Obelisco Minerveo

 

 

Nel 1665, nel giardino di proprietà del convento domenicano annesso alla chiesa fu rinvenuto un piccolo obelisco lungo circa 5 metri e mezzo, con iscrizioni in geroglifico sui quattro lati. Si tratta del gemello di quello Macuteo, che con esso a Roma adornava il Tempio di Iside e Seraipide.
Il papa Alessandro VII quindi decise di farlo erigere davanti alla chiesa stessa. Uno dei progetti elaborati per realizzare il basamento era di padre Domenico Paglia, un architetto appartenente allo stesso ordine domenicano: l'obelisco avrebbe dovuto poggiare su sei piccoli colli (gli stessi "montini" che apparivano nello stemma di famiglia dei Chigi, a cui Alessandro VII apparteneva), con un cane a ciascuno dei quattro angoli: il cane era il simbolo dei domenicani, i quali dal latino Dominicanes venivano anche chiamati Domini canes, cioè "i cani del Signore", per sottolinearne la fedeltà. Ma il papa respinse il progetto, poiché quello a cui mirava era un simbolo della Divina Saggezza. Fu dunque interpellato il famoso architetto e scultore Gian Lorenzo Bernini, napoletano ma attivo a Roma, perché ideasse una base adatta.
Dei molti disegni presentati, fu scelto l'elefante, a rappresentazione della forza: "...è necessaria una robusta mente per sorreggere una solida sapienza" dice l'iscrizione su uno dei lati della statua. In realtà Bernini si era ispirato alla Hypnerotomachia Poliphili (la battaglia d'amore in sogno di Polifilo) di Francesco Colonna, un romanzo del XV secolo molto conosciuto a quei tempi.

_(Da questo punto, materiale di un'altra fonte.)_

//! Parameter groups carried in WFD `text/parameters` bodies.
//!
//! Each group serializes to the value part of one `name: fields` line.
//! A group equal to its `Default` has no fields set and is written as the
//! literal `none`; parsing `none` (or a bare parameter name, as used in
//! GET_PARAMETER queries) yields that default value, so presence of a
//! group is preserved even when it carries nothing.

use std::fmt;

use super::fields::{Fields, decode_hex, encode_hex, push_opt_hex4};

pub const AUDIO_CODECS: &str = "wfd_audio_codecs";
pub const VIDEO_FORMATS: &str = "wfd_video_formats";
pub const VIDEO_3D_FORMATS: &str = "wfd_3d_video_formats";
pub const CONTENT_PROTECTION: &str = "wfd_content_protection";
pub const DISPLAY_EDID: &str = "wfd_display_edid";
pub const COUPLED_SINK: &str = "wfd_coupled_sink";
pub const TRIGGER_METHOD: &str = "wfd_trigger_method";
pub const PRESENTATION_URL: &str = "wfd_presentation_URL";
pub const CLIENT_RTP_PORTS: &str = "wfd_client_rtp_ports";
pub const ROUTE: &str = "wfd_route";
pub const I2C: &str = "wfd_I2C";
pub const AV_FORMAT_CHANGE_TIMING: &str = "wfd_av_format_change_timing";
pub const PREFERRED_DISPLAY_MODE: &str = "wfd_preferred_display_mode";
pub const STANDBY_RESUME_CAPABILITY: &str = "wfd_standby_resume_capability";
pub const STANDBY: &str = "wfd_standby";
pub const CONNECTOR_TYPE: &str = "wfd_connector_type";
pub const IDR_REQUEST: &str = "wfd_idr_request";

/// Size of one EDID block in bytes.
pub const EDID_BLOCK_SIZE: usize = 128;
/// Largest block count `wfd_display_edid` can announce.
pub const MAX_EDID_BLOCKS: usize = 256;

/// A parameter group with a fixed line name and field syntax.
pub(crate) trait Param: Default + PartialEq + Sized {
    const NAME: &'static str;

    /// Append the fields, each preceded by a single space.
    fn write_fields(&self, out: &mut String);

    /// Read the fields from the value part of the line (never `none`).
    fn read_fields(value: &str) -> Self;

    fn is_empty(&self) -> bool {
        *self == Self::default()
    }
}
use crate::error::{ParseErrorKind, WfdError};
use crate::protocol::header::{self, Headers};

/// An RTSP response (RFC 2326 §7).
///
/// ```text
/// RTSP/1.0 200 OK\r\n
/// CSeq: 3\r\n
/// Content-Type: text/parameters\r\n
/// Content-Length: 39\r\n
/// \r\n
/// wfd_client_rtp_ports: RTP/AVP/UDP;...
/// ```
///
/// Uses a builder pattern: chain [`add_header`](Self::add_header) and
/// [`with_body`](Self::with_body), then call [`serialize`](Self::serialize).
#[must_use]
#[derive(Debug, Clone)]
pub struct RtspResponse {
    pub status_code: u16,
    pub status_text: String,
    pub headers: Headers,
    pub body: String,
}

impl RtspResponse {
    pub fn new(status_code: u16, status_text: &str) -> Self {
        RtspResponse {
            status_code,
            status_text: status_text.to_string(),
            headers: Vec::new(),
            body: String::new(),
        }
    }

    /// 200 OK: success (RFC 2326 §7.1.1).
    pub fn ok() -> Self {
        Self::new(200, "OK")
    }

    /// 400 Bad Request: malformed or missing required header.
    pub fn bad_request() -> Self {
        Self::new(400, "Bad Request")
    }

    /// 500 Internal Server Error: the request was valid but could not be
    /// answered.
    pub fn internal_error() -> Self {
        Self::new(500, "Internal Server Error")
    }

    /// 501 Not Implemented: method not handled by this side.
    pub fn not_implemented() -> Self {
        Self::new(501, "Not Implemented")
    }

    /// 551 Option not supported: a `Require` tag we do not know.
    pub fn option_not_supported() -> Self {
        Self::new(551, "Option not supported")
    }

    /// Parse a complete response: status line, headers, blank line, body.
    pub fn parse(raw: &str) -> crate::error::Result<Self> {
        let (status_line, headers, body) = header::split_message(raw)?;

        let mut parts = status_line.splitn(3, ' ');
        let version = parts.next().unwrap_or_default();
        if !version.starts_with("RTSP/") {
            return Err(WfdError::parse(ParseErrorKind::InvalidStatusLine));
        }
        let status_code = parts
            .next()
            .and_then(|c| c.parse().ok())
            .ok_or(WfdError::parse(ParseErrorKind::InvalidStatusLine))?;
        let status_text = parts.next().unwrap_or_default().trim().to_string();

        Ok(RtspResponse {
            status_code,
            status_text,
            headers,
            body,
        })
    }

    pub fn add_header(mut self, name: &str, value: &str) -> Self {
        self.headers.push((name.to_string(), value.to_string()));
        self
    }

    pub fn with_body(mut self, content_type: &str, body: String) -> Self {
        self.headers
            .push(("Content-Type".to_string(), content_type.to_string()));
        self.body = body;
        self
    }

    pub fn get_header(&self, name: &str) -> Option<&str> {
        header::find(&self.headers, name)
    }

    pub fn cseq(&self) -> Option<u32> {
        self.get_header("CSeq").and_then(|v| v.parse().ok())
    }

    pub fn is_success(&self) -> bool {
        self.status_code == 200
    }

    /// Serialize to the RTSP text wire format.
    ///
    /// If a body is present, `Content-Length` is appended automatically
    /// (RFC 2326 §12.14).
    pub fn serialize(&self) -> String {
        let mut response = format!("RTSP/1.0 {} {}\r\n", self.status_code, self.status_text);
        header::serialize_into(&mut response, &self.headers, &self.body);
        response
    }
}

#[cfg(test)]
mod tests {
    use super::*;

    #[test]
    fn serialize_no_body() {
        let resp = RtspResponse::ok()
            .add_header("CSeq", "1")
            .add_header("Public", "org.wfa.wfd1.0, GET_PARAMETER, SET_PARAMETER");
        let s = resp.serialize();
        assert!(s.starts_with("RTSP/1.0 200 OK\r\n"));
        assert!(s.contains("CSeq: 1\r\n"));
        assert!(!s.contains("Content-Length"));
        assert!(s.ends_with("\r\n\r\n"));
    }

    #[test]
    fn serialize_with_body() {
        let resp = RtspResponse::ok()
            .add_header("CSeq", "2")
            .with_body("text/parameters", "wfd_I2C: none\r\n".to_string());
        let s = resp.serialize();
        assert!(s.contains("Content-Type: text/parameters\r\n"));
        assert!(s.contains("Content-Length: 15\r\n"));
        assert!(s.ends_with("wfd_I2C: none\r\n"));
    }

    #[test]
    fn parse_status_line() {
        let resp = RtspResponse::parse("RTSP/1.0 405 Method Not Allowed\r\nCSeq: 9\r\n\r\n").unwrap();
        assert_eq!(resp.status_code, 405);
        assert_eq!(resp.status_text, "Method Not Allowed");
        assert_eq!(resp.cseq(), Some(9));
        assert!(!resp.is_success());
    }

    #[test]
    fn parse_bad_status_line() {
        assert!(RtspResponse::parse("HTTP/1.1 200 OK\r\n\r\n").is_err());
        assert!(RtspResponse::parse("RTSP/1.0 abc OK\r\n\r\n").is_err());
    }
}
//! Serialized command execution for one WFD session.
//!
//! The application talks to a session through a [`Dispatcher`]: every
//! call only enqueues a [`Command`] and returns. A single worker thread
//! pops commands one at a time and runs them on the
//! [`Negotiator`](crate::negotiation::Negotiator), which owns the
//! control connection.
//!
//! There is one pending slot and one busy slot. Enqueuing over an
//! unconsumed command cancels it, and if the busy command is in the new
//! command's [`Command::interrupts`] mask the connection is flushed so
//! its blocking I/O returns promptly. Between commands, while connected,
//! the worker runs [`Command::Wait`] to serve the source.

pub mod command;

use std::sync::Arc;
use std::thread::{self, JoinHandle};

use parking_lot::{Condvar, Mutex};

pub use command::{Command, CommandMask, Progress, ProgressKind, SinkRequest};

use crate::config::SessionConfig;
use crate::negotiation::{Negotiator, Outcome};
use crate::session::{RtspState, Session};
use crate::sink::MediaSink;
use crate::transport::{
    Connection, ConnectionHandle, Connector, LinkState, RtspTransport, TcpConnector,
};
use crate::wfd::formats::StreamInfo;

struct Inner {
    session: Session,
    pending: Option<Command>,
    busy: Option<Command>,
    /// Single-slot mailbox for [`Command::Request`].
    request: Option<SinkRequest>,
    running: bool,
}

/// State shared between the application side and the worker, guarded by
/// one lock.
pub(crate) struct Shared {
    inner: Mutex<Inner>,
    wake: Condvar,
    conn: ConnectionHandle,
    sink: Arc<dyn MediaSink>,
}

impl Shared {
    fn new(conn: ConnectionHandle, sink: Arc<dyn MediaSink>) -> Self {
        Self {
            inner: Mutex::new(Inner {
                session: Session::new(),
                pending: None,
                busy: None,
                request: None,
                running: true,
            }),
            wake: Condvar::new(),
            conn,
            sink,
        }
    }

    /// Run `f` on the session under the lock. Never block inside `f`.
    pub(crate) fn with_session<R>(&self, f: impl FnOnce(&mut Session) -> R) -> R {
        f(&mut self.inner.lock().session)
    }

    pub(crate) fn enqueue(&self, command: Command) {
        let canceled = {
            let mut inner = self.inner.lock();
            let canceled = if !inner.running {
                Some(command)
            } else {
                match inner.pending {
                    Some(prev) if prev == command => None,
                    // A pending close is never displaced.
                    Some(Command::Close) => Some(command),
                    prev => {
                        inner.pending = Some(command);
                        prev
                    }
                }
            };

            if inner.pending == Some(command) {
                if let Some(busy) = inner.busy {
                    if command.interrupts().contains(busy.flag()) {
                        tracing::debug!(%command, %busy, "interrupting busy command");
                        self.conn.flush(true);
                    }
                }
                self.wake.notify_one();
            }
            canceled
        };

        if let Some(canceled) = canceled {
            tracing::debug!(command = %canceled, "command canceled before it ran");
            self.report(Progress::new(canceled, ProgressKind::Canceled));
        }
    }

    /// Store `request` in the mailbox, replacing an unsent one.
    pub(crate) fn set_request(&self, request: SinkRequest) {
        if let Some(prev) = self.inner.lock().request.replace(request) {
            tracing::debug!(?prev, ?request, "replacing unsent request");
        }
    }

    pub(crate) fn take_request(&self) -> Option<SinkRequest> {
        self.inner.lock().request.take()
    }

    /// Block until there is something to do. `None` means shut down.
    fn next_command(&self) -> Option<Command> {
        let mut inner = self.inner.lock();
        loop {
            if let Some(command) = inner.pending.take() {
                inner.busy = Some(command);
                return Some(command);
            }
            if !inner.running {
                return None;
            }
            if self.conn.state() == LinkState::Connected && !inner.session.terminated {
                inner.busy = Some(Command::Wait);
                return Some(Command::Wait);
            }
            self.wake.wait(&mut inner);
        }
    }

    /// Clear the busy slot, then re-arm the connection.
    fn finish(&self) {
        self.inner.lock().busy = None;
        self.conn.flush(false);
    }

    fn stop(&self) {
        self.conn.stop();
        self.enqueue(Command::Close);
        self.inner.lock().running = false;
        self.wake.notify_one();
    }

    fn report(&self, progress: Progress) {
        self.sink.progress(&progress);
    }
}

fn run_worker(mut negotiator: Negotiator, shared: Arc<Shared>) {
    tracing::debug!("session worker started");
    while let Some(command) = shared.next_command() {
        if command != Command::Wait {
            tracing::debug!(%command, "command started");
            shared.report(Progress::new(command, ProgressKind::Start));
        }

        let outcome = negotiator.run(command);
        shared.finish();

        let progress = match outcome {
            Outcome::Complete if command == Command::Wait => continue,
            Outcome::Canceled if command == Command::Wait => continue,
            Outcome::Complete => Progress::new(command, ProgressKind::Complete),
            Outcome::Canceled => Progress::new(command, ProgressKind::Canceled),
            Outcome::Failed(message) => {
                Progress::new(command, ProgressKind::Error).with_message(message)
            }
        };
        tracing::debug!(%command, kind = ?progress.kind, "command finished");
        shared.report(progress);
    }
    tracing::debug!("session worker exited");
}

/// Handle to one WFD sink session and its worker thread.
///
/// Dropping the dispatcher closes the session (TEARDOWN when the source
/// accepts it) and joins the worker.
pub struct Dispatcher {
    shared: Arc<Shared>,
    worker: Option<JoinHandle<()>>,
}

impl Dispatcher {
    /// Start a session worker connecting over TCP.
    pub fn start(config: SessionConfig, sink: Arc<dyn MediaSink>) -> Self {
        Self::with_connector(config, sink, Box::new(TcpConnector))
    }

    pub fn with_connector(
        config: SessionConfig,
        sink: Arc<dyn MediaSink>,
        connector: Box<dyn Connector>,
    ) -> Self {
        let connection = Connection::new(&config, connector);
        let shared = Arc::new(Shared::new(connection.handle(), sink.clone()));
        let negotiator = Negotiator::new(
            config,
            RtspTransport::new(connection),
            shared.clone(),
            sink,
        );

        let worker_shared = shared.clone();
        let worker = thread::spawn(move || run_worker(negotiator, worker_shared));

        Self {
            shared,
            worker: Some(worker),
        }
    }

    pub fn enqueue(&self, command: Command) {
        self.shared.enqueue(command);
    }

    /// Connect and negotiate up to READY.
    pub fn open(&self) {
        self.enqueue(Command::Open);
    }

    pub fn setup(&self) {
        self.enqueue(Command::Setup);
    }

    pub fn play(&self) {
        self.enqueue(Command::Play);
    }

    pub fn pause(&self) {
        self.enqueue(Command::Pause);
    }

    pub fn close(&self) {
        self.enqueue(Command::Close);
    }

    /// Queue an out-of-band SET_PARAMETER. An earlier request not yet
    /// sent is replaced.
    pub fn request(&self, request: SinkRequest) {
        self.shared.set_request(request);
        self.enqueue(Command::Request);
    }

    pub fn state(&self) -> RtspState {
        self.shared.with_session(|s| s.state)
    }

    /// Snapshot of the whole session state.
    pub fn session(&self) -> Session {
        self.shared.with_session(|s| s.clone())
    }

    pub fn stream_info(&self) -> StreamInfo {
        self.shared.with_session(|s| s.stream_info)
    }

    /// Close the session and join the worker.
    pub fn shutdown(&mut self) {
        let Some(worker) = self.worker.take() else {
            return;
        };
        self.shared.stop();
        if worker.join().is_err() {
            tracing::error!("session worker panicked");
        }
    }
}

impl Drop for Dispatcher {
    fn drop(&mut self) {
        self.shutdown();
    }
}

La prima edizione della Hypnerotomachia era stata pubblicata a Venezia nel 1499 dal famoso tipografo-editore Aldo Manuzio. Nel romanzo, pieno di riferimenti simbolici, Polifilo incontra un elefante di pietra che trasporta un obelisco, e quanto Bernini sia stato ispirato dall'opera lo si può intuire confrontando il suo monumento con l'illustrazione tratta dalla prima edizione del testo.
Nel suo progetto originale però l'animale non aveva alcun sostegno, e il peso dell'obelisco avrebbe gravato interamente sulle zampe dell'elefante. Ma padre Paglia (piuttosto invidioso per essere stata la sua idea scartata) obbiettò che in accordo con i canoni classici, che prevedevano che "niuno perpendicolo di pondo non debi sotto a sé habere aire overamente vacuo, perché essendo intervacuo non è solido né durabile" (cioè nessun peso perpendicolare avrebbe dovuto poggiare sul vuoto perché non sarebbe stato solido né durevole), citazione dello stesso Francesco Colonna, era necessario inserire un cubo di pietra sotto il ventre dell'elefante (come nell'illustrazione dalla Hypnerotomachia).
Bernini si oppose fieramente a questa modifica, avendo oltretutto già realizzato altre opere nelle quali elementi pesanti gravavano su spazi vuoti (un esempio di ciò è la sua famosa Fontana dei Fiumi a piazza Navona), ma il papa decise lo stesso che il supporto venisse aggiunto. L'artista tentò anche di mascherare il rude cubo di pietra scolpendovi una gualdrappa, ma nonostante il tentativo la statua si mostrava in complesso molto appesantita. Per questa ragione, dopo il suo innalzamento nella piazza, la gente cominciò a chiamarla Porcino della Minerva; il nome cambiò in seguito a Pulcino forse per un semplice motivo fonetico: nel dialetto romano Pulcino è pronunciato Purcino, un suono molto simile al primo soprannome.

E questa fu la vendetta di Bernini: nella versione definitiva (che poi fu realizzata dal suo allievo Ercole Ferrata nel 1667) disegnò l'elefante in modo che puntasse le terga verso il convento domenicano, con la coda leggermente spostata, come a salutare padre Paglia e gli altri domenicani in modo alquanto... osceno!